*** DATA FOR REVIEW Section Begins ***
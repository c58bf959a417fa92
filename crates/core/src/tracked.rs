//! Tracked time model - hours logged against a feature.

use chrono::NaiveDate;
use serde::{Deserialize, Serialize};
use crate::id::{EntryId, FeatureId};
use crate::Time;

/// A single tracked time record.
///
/// Entries are append-only. Duplicate and anomaly flags are computed on
/// demand and never written back.
#[derive(Debug, Clone, PartialEq, Serialize, Deserialize)]
pub struct TrackedTimeEntry {
    /// Unique identifier
    pub id: EntryId,

    /// Feature the hours were spent on
    pub feature_id: FeatureId,

    /// Team member who logged the time
    pub member: String,

    /// Day the work happened
    pub date: NaiveDate,

    /// Hours logged
    pub hours: f64,

    /// Free-form notes
    #[serde(default)]
    pub notes: Option<String>,

    /// When the entry was recorded or imported
    pub recorded_at: Time,
}

/// Key shared by entries that describe the same piece of work.
pub type DuplicateKey = (FeatureId, String, NaiveDate);

impl TrackedTimeEntry {
    /// Create a new entry.
    pub fn new(feature_id: FeatureId, member: impl Into<String>, date: NaiveDate, hours: f64) -> Self {
        Self {
            id: EntryId::new(),
            feature_id,
            member: member.into(),
            date,
            hours,
            notes: None,
            recorded_at: chrono::Utc::now(),
        }
    }

    /// The `(feature, member, date)` key used for duplicate detection.
    /// Member names compare case-insensitively.
    pub fn duplicate_key(&self) -> DuplicateKey {
        (self.feature_id, self.member.trim().to_lowercase(), self.date)
    }
}

/// Filter for listing tracked time.
#[derive(Debug, Clone, Default)]
pub struct EntryFilter {
    /// Only entries for this feature
    pub feature_id: Option<FeatureId>,

    /// Only entries by this member (case-insensitive)
    pub member: Option<String>,

    /// Only entries on or after this date
    pub since: Option<NaiveDate>,

    /// Only entries on or before this date
    pub until: Option<NaiveDate>,
}

impl EntryFilter {
    /// Whether an entry passes the filter.
    pub fn accepts(&self, entry: &TrackedTimeEntry) -> bool {
        if let Some(id) = self.feature_id {
            if entry.feature_id != id {
                return false;
            }
        }
        if let Some(member) = &self.member {
            if !entry.member.trim().eq_ignore_ascii_case(member.trim()) {
                return false;
            }
        }
        if let Some(since) = self.since {
            if entry.date < since {
                return false;
            }
        }
        if let Some(until) = self.until {
            if entry.date > until {
                return false;
            }
        }
        true
    }
}

#[cfg(test)]
mod tests {
    use super::*;

    fn day(d: u32) -> NaiveDate {
        NaiveDate::from_ymd_opt(2024, 3, d).unwrap()
    }

    #[test]
    fn test_duplicate_key_ignores_member_case() {
        let feature = FeatureId::new();
        let a = TrackedTimeEntry::new(feature, "Alice", day(1), 4.0);
        let b = TrackedTimeEntry::new(feature, " alice ", day(1), 2.0);
        assert_eq!(a.duplicate_key(), b.duplicate_key());
        assert_ne!(a.id, b.id);
    }

    #[test]
    fn test_entry_filter() {
        let feature = FeatureId::new();
        let entry = TrackedTimeEntry::new(feature, "Bob", day(10), 3.0);

        assert!(EntryFilter::default().accepts(&entry));
        assert!(EntryFilter { member: Some("bob".into()), ..Default::default() }.accepts(&entry));
        assert!(!EntryFilter { feature_id: Some(FeatureId::new()), ..Default::default() }.accepts(&entry));
        assert!(!EntryFilter { since: Some(day(11)), ..Default::default() }.accepts(&entry));
        assert!(EntryFilter { since: Some(day(10)), until: Some(day(10)), ..Default::default() }.accepts(&entry));
    }
}
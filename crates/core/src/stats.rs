//! Descriptive statistics over hour samples.
//!
//! All functions ignore non-finite values and never reorder the caller's
//! data, so the same samples always give the same result.

use crate::estimate::SampleStats;

fn finite_sorted(samples: &[f64]) -> Vec<f64> {
    let mut values: Vec<f64> = samples.iter().copied().filter(|v| v.is_finite()).collect();
    values.sort_by(|a, b| a.total_cmp(b));
    values
}

/// Arithmetic mean, `None` when there are no finite samples.
pub fn mean(samples: &[f64]) -> Option<f64> {
    let values: Vec<f64> = samples.iter().copied().filter(|v| v.is_finite()).collect();
    if values.is_empty() {
        return None;
    }
    Some(values.iter().sum::<f64>() / values.len() as f64)
}

/// Percentile `p` in `[0, 1]` with linear interpolation between closest ranks.
pub fn percentile(samples: &[f64], p: f64) -> Option<f64> {
    let values = finite_sorted(samples);
    percentile_sorted(&values, p)
}

fn percentile_sorted(values: &[f64], p: f64) -> Option<f64> {
    if values.is_empty() {
        return None;
    }
    let p = p.clamp(0.0, 1.0);
    let rank = p * (values.len() - 1) as f64;
    let lower = rank.floor() as usize;
    let upper = rank.ceil() as usize;
    let weight = rank - lower as f64;
    Some(values[lower] + (values[upper] - values[lower]) * weight)
}

/// Median (50th percentile).
pub fn median(samples: &[f64]) -> Option<f64> {
    percentile(samples, 0.5)
}

/// Sample standard deviation (`n - 1`), zero for a single sample.
pub fn std_dev(samples: &[f64]) -> Option<f64> {
    let values: Vec<f64> = samples.iter().copied().filter(|v| v.is_finite()).collect();
    let m = mean(&values)?;
    if values.len() < 2 {
        return Some(0.0);
    }
    let variance = values.iter().map(|v| (v - m).powi(2)).sum::<f64>() / (values.len() - 1) as f64;
    Some(variance.sqrt())
}

/// Relative deviation of `value` from `reference`.
///
/// A zero reference gives infinity for any non-zero value and zero otherwise.
pub fn relative_deviation(value: f64, reference: f64) -> f64 {
    if reference == 0.0 {
        if value == 0.0 { 0.0 } else { f64::INFINITY }
    } else {
        ((value - reference) / reference).abs()
    }
}

impl SampleStats {
    /// Compute statistics, `None` when there are no finite samples.
    pub fn from_samples(samples: &[f64]) -> Option<Self> {
        let values = finite_sorted(samples);
        let first = *values.first()?;
        let last = *values.last()?;

        Some(Self {
            count: values.len(),
            mean: mean(&values)?,
            median: percentile_sorted(&values, 0.5)?,
            p80: percentile_sorted(&values, 0.8)?,
            std_dev: std_dev(&values)?,
            min: first,
            max: last,
        })
    }
}
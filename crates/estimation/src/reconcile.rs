//! Seed reconciliation - compare seed estimates with observed actuals.

use aitea_core::{stats, AppConfig, Feature, FeatureId, TrackedTimeEntry};
use aitea_storage::Storage;
use serde::Serialize;
use std::sync::Arc;
use tracing::info;

use crate::estimator::{hours_by_feature, usable_samples, EstimationError, Result};

/// How a seed compares with what was actually tracked.
#[derive(Debug, Clone, Copy, PartialEq, Eq, Serialize)]
#[serde(rename_all = "snake_case")]
pub enum SeedVerdict {
    /// Within tolerance
    Accurate,
    /// Actuals ran higher than the seed
    Underestimated,
    /// Actuals ran lower than the seed
    Overestimated,
}

impl SeedVerdict {
    /// Get string representation.
    pub fn as_str(&self) -> &'static str {
        match self {
            SeedVerdict::Accurate => "accurate",
            SeedVerdict::Underestimated => "underestimated",
            SeedVerdict::Overestimated => "overestimated",
        }
    }
}

/// Seed versus actual for one feature.
#[derive(Debug, Clone, PartialEq, Serialize)]
pub struct SeedReconciliation {
    pub feature_id: FeatureId,
    pub feature_name: String,
    pub seed: f64,
    /// Median of the usable samples
    pub actual: f64,
    /// `actual / seed`
    pub ratio: f64,
    pub sample_count: usize,
    pub verdict: SeedVerdict,
}

/// Verdict for a seed/actual pair.
pub fn verdict(seed: f64, actual: f64, tolerance: f64) -> (f64, SeedVerdict) {
    let ratio = if seed == 0.0 {
        if actual == 0.0 { 1.0 } else { f64::INFINITY }
    } else {
        actual / seed
    };

    let verdict = if ratio > 1.0 + tolerance {
        SeedVerdict::Underestimated
    } else if ratio < 1.0 - tolerance {
        SeedVerdict::Overestimated
    } else {
        SeedVerdict::Accurate
    };
    (ratio, verdict)
}

/// Reconcile every feature that has at least `min_samples` usable samples.
pub fn reconcile(
    features: &[Feature],
    entries: &[TrackedTimeEntry],
    config: &AppConfig,
) -> Vec<SeedReconciliation> {
    let hours = hours_by_feature(entries);
    let mut results: Vec<_> = features
        .iter()
        .filter_map(|feature| {
            let samples = hours.get(&feature.id)?;
            let (used, _) = usable_samples(samples, config);
            if used.len() < config.min_samples {
                return None;
            }
            let actual = stats::median(&used)?;
            let (ratio, verdict) = verdict(feature.seed_hours, actual, config.seed_tolerance);
            Some(SeedReconciliation {
                feature_id: feature.id,
                feature_name: feature.name.clone(),
                seed: feature.seed_hours,
                actual,
                ratio,
                sample_count: used.len(),
                verdict,
            })
        })
        .collect();

    results.sort_by_key(|r| r.feature_name.to_lowercase());
    results
}

/// Reconciliation backed by storage.
pub struct SeedReconciler<S: Storage> {
    storage: Arc<S>,
}

impl<S: Storage> SeedReconciler<S> {
    /// Create a new reconciler.
    pub fn new(storage: Arc<S>) -> Self {
        Self { storage }
    }

    /// Compare seeds with actuals without changing anything.
    pub async fn reconcile(&self) -> Result<Vec<SeedReconciliation>> {
        let features = self.storage.load_features().await?;
        let entries = self.storage.load_entries().await?;
        let config = self.storage.load_config().await?;
        Ok(reconcile(&features, &entries, &config))
    }

    /// Update the seed of every inaccurate feature to its observed median.
    /// Returns the reconciliations that were applied.
    pub async fn apply(&self) -> Result<Vec<SeedReconciliation>> {
        let entries = self.storage.load_entries().await?;
        let config = self.storage.load_config().await?;

        let applied = self
            .storage
            .update_features(|features| {
                let applied: Vec<_> = reconcile(features, &entries, &config)
                    .into_iter()
                    .filter(|r| r.verdict != SeedVerdict::Accurate)
                    .collect();
                let now = chrono::Utc::now();
                for r in &applied {
                    if let Some(feature) = features.iter_mut().find(|f| f.id == r.feature_id) {
                        feature.seed_hours = r.actual;
                        feature.updated_at = now;
                    }
                }
                Ok::<_, EstimationError>(applied)
            })
            .await?;

        for r in &applied {
            info!(feature = %r.feature_name, from = r.seed, to = r.actual, "seed updated");
        }
        Ok(applied)
    }
}

#[cfg(test)]
mod tests {
    use super::*;
    use aitea_storage::JsonStorage;
    use chrono::NaiveDate;

    fn entries_for(feature: &Feature, hours: &[f64]) -> Vec<TrackedTimeEntry> {
        let date = NaiveDate::from_ymd_opt(2024, 8, 1).unwrap();
        hours
            .iter()
            .map(|&h| TrackedTimeEntry::new(feature.id, "alice", date, h))
            .collect()
    }

    #[test]
    fn test_verdict_thresholds() {
        assert_eq!(verdict(10.0, 12.0, 0.25).1, SeedVerdict::Accurate);
        assert_eq!(verdict(10.0, 12.5, 0.25).1, SeedVerdict::Accurate);
        assert_eq!(verdict(10.0, 13.0, 0.25).1, SeedVerdict::Underestimated);
        assert_eq!(verdict(10.0, 7.0, 0.25).1, SeedVerdict::Overestimated);
        assert_eq!(verdict(0.0, 0.0, 0.25), (1.0, SeedVerdict::Accurate));
        assert_eq!(verdict(0.0, 3.0, 0.25).1, SeedVerdict::Underestimated);
    }

    #[test]
    fn test_reconcile_requires_min_samples() {
        let rich = Feature::new("Login", "backend", "development", 4.0);
        let thin = Feature::new("Search", "backend", "development", 4.0);
        let mut entries = entries_for(&rich, &[8.0, 8.0, 9.0]);
        entries.extend(entries_for(&thin, &[8.0]));

        let results = reconcile(&[rich.clone(), thin], &entries, &AppConfig::default());
        assert_eq!(results.len(), 1);
        assert_eq!(results[0].feature_id, rich.id);
        assert_eq!(results[0].actual, 8.0);
        assert_eq!(results[0].ratio, 2.0);
        assert_eq!(results[0].verdict, SeedVerdict::Underestimated);
    }

    #[tokio::test]
    async fn test_apply_updates_only_inaccurate_seeds() {
        let dir = tempfile::tempdir().unwrap();
        let storage = Arc::new(JsonStorage::new(dir.path()).await.unwrap());
        let low = Feature::new("Login", "backend", "development", 4.0);
        let good = Feature::new("Search", "backend", "development", 10.0);
        storage.save_features(&[low.clone(), good.clone()]).await.unwrap();
        let mut entries = entries_for(&low, &[6.0, 6.0, 6.0]);
        entries.extend(entries_for(&good, &[10.0, 11.0, 9.0]));
        storage.append_entries(&entries).await.unwrap();

        let reconciler = SeedReconciler::new(storage.clone());
        let applied = reconciler.apply().await.unwrap();
        assert_eq!(applied.len(), 1);
        assert_eq!(applied[0].feature_id, low.id);

        let features = storage.load_features().await.unwrap();
        let seeds: Vec<_> = features.iter().map(|f| (f.name.as_str(), f.seed_hours)).collect();
        assert_eq!(seeds, vec![("Login", 6.0), ("Search", 10.0)]);

        assert!(reconciler.apply().await.unwrap().is_empty());
    }
}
*** DATA FOR REVIEW Section Ends ***
__WORK INSTRUCTIONS__.
State only the number of lines in these entries that contain "usize".

__RESULT FOR THIS TASK__.
3